Return exactly the lines of the records below, starting at the line that contains "Maximum fields per" and ending at the line that contains "record delimiter does", with both of those lines kept.

# Saved data entries:
--*--

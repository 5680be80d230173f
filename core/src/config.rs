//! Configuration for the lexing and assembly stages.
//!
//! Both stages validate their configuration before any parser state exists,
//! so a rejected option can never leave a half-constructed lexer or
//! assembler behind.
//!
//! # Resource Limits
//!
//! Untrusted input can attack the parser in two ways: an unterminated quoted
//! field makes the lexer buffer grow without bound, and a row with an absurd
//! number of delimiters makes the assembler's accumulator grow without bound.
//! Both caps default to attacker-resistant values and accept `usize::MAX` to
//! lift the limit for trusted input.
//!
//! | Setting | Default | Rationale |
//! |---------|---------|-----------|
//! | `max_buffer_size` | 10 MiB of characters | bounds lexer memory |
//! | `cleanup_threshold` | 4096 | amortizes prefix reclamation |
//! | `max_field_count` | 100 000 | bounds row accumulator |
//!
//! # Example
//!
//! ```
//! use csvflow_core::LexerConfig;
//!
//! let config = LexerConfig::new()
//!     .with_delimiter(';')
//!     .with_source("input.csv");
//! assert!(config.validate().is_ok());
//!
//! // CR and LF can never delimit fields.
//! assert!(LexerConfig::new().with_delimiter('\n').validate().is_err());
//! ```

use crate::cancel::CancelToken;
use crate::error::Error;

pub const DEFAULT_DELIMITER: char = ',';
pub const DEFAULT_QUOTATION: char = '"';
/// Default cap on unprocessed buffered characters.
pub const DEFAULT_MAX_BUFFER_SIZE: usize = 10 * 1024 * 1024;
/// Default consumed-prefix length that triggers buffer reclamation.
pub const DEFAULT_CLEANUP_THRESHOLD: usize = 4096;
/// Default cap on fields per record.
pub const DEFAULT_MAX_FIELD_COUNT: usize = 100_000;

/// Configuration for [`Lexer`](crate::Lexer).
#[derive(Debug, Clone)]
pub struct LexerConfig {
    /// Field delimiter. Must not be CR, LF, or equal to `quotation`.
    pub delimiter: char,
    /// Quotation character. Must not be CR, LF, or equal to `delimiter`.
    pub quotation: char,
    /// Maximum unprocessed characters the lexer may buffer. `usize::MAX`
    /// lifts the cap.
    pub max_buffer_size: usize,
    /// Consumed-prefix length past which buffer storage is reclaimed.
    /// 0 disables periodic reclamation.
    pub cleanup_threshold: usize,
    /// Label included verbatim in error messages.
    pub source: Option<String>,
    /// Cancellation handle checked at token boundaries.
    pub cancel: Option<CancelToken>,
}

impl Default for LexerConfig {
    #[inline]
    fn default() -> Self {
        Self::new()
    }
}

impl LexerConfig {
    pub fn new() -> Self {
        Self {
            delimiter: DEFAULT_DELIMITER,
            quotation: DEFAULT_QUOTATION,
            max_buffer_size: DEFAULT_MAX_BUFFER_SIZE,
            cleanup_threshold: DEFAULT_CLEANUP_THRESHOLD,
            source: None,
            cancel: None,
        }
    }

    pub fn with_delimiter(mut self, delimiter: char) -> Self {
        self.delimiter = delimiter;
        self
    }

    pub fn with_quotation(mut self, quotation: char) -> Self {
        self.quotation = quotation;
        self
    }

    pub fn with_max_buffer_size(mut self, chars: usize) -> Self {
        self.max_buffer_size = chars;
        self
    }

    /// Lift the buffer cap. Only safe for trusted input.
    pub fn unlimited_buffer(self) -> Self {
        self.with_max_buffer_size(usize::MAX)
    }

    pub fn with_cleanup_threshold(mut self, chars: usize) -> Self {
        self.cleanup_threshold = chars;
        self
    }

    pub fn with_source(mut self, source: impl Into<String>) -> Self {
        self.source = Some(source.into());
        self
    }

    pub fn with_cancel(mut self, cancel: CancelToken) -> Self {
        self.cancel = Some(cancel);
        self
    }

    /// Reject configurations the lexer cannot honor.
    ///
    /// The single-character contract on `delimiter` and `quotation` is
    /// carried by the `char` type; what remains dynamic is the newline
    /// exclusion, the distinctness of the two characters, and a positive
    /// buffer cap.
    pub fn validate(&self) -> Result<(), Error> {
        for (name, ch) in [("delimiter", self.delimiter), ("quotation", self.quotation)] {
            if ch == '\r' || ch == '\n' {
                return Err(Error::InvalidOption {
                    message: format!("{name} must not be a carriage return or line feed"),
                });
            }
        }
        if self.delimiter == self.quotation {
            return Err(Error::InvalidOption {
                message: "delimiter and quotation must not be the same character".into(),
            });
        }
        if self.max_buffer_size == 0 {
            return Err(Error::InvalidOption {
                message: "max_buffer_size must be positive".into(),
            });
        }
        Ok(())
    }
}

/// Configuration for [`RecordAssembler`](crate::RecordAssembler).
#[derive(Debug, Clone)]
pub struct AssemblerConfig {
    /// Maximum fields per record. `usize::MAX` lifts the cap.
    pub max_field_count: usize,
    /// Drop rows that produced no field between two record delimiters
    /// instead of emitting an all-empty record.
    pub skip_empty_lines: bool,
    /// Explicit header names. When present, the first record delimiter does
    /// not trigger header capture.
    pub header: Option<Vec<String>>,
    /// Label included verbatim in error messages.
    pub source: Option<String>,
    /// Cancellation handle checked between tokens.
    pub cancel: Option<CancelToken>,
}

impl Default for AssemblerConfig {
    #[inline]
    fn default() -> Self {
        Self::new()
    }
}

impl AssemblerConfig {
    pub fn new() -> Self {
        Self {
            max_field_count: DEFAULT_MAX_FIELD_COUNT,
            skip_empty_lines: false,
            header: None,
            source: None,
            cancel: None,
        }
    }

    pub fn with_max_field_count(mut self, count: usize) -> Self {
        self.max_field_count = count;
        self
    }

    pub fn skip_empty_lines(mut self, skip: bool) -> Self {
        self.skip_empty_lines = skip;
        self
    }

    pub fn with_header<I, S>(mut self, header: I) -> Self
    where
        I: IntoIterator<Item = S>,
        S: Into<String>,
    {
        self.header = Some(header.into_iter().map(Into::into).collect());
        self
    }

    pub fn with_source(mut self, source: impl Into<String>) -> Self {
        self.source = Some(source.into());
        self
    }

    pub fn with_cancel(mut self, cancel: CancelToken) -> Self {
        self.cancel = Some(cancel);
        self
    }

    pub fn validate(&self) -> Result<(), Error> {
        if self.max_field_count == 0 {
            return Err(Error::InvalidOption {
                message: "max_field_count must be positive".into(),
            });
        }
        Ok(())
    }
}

--*--

# REPLY:
    /// Maximum fields per record. `usize::MAX` lifts the cap.
    pub max_field_count: usize,
    /// Drop rows that produced no field between two record delimiters
    /// instead of emitting an all-empty record.
    pub skip_empty_lines: bool,
    /// Explicit header names. When present, the first record delimiter does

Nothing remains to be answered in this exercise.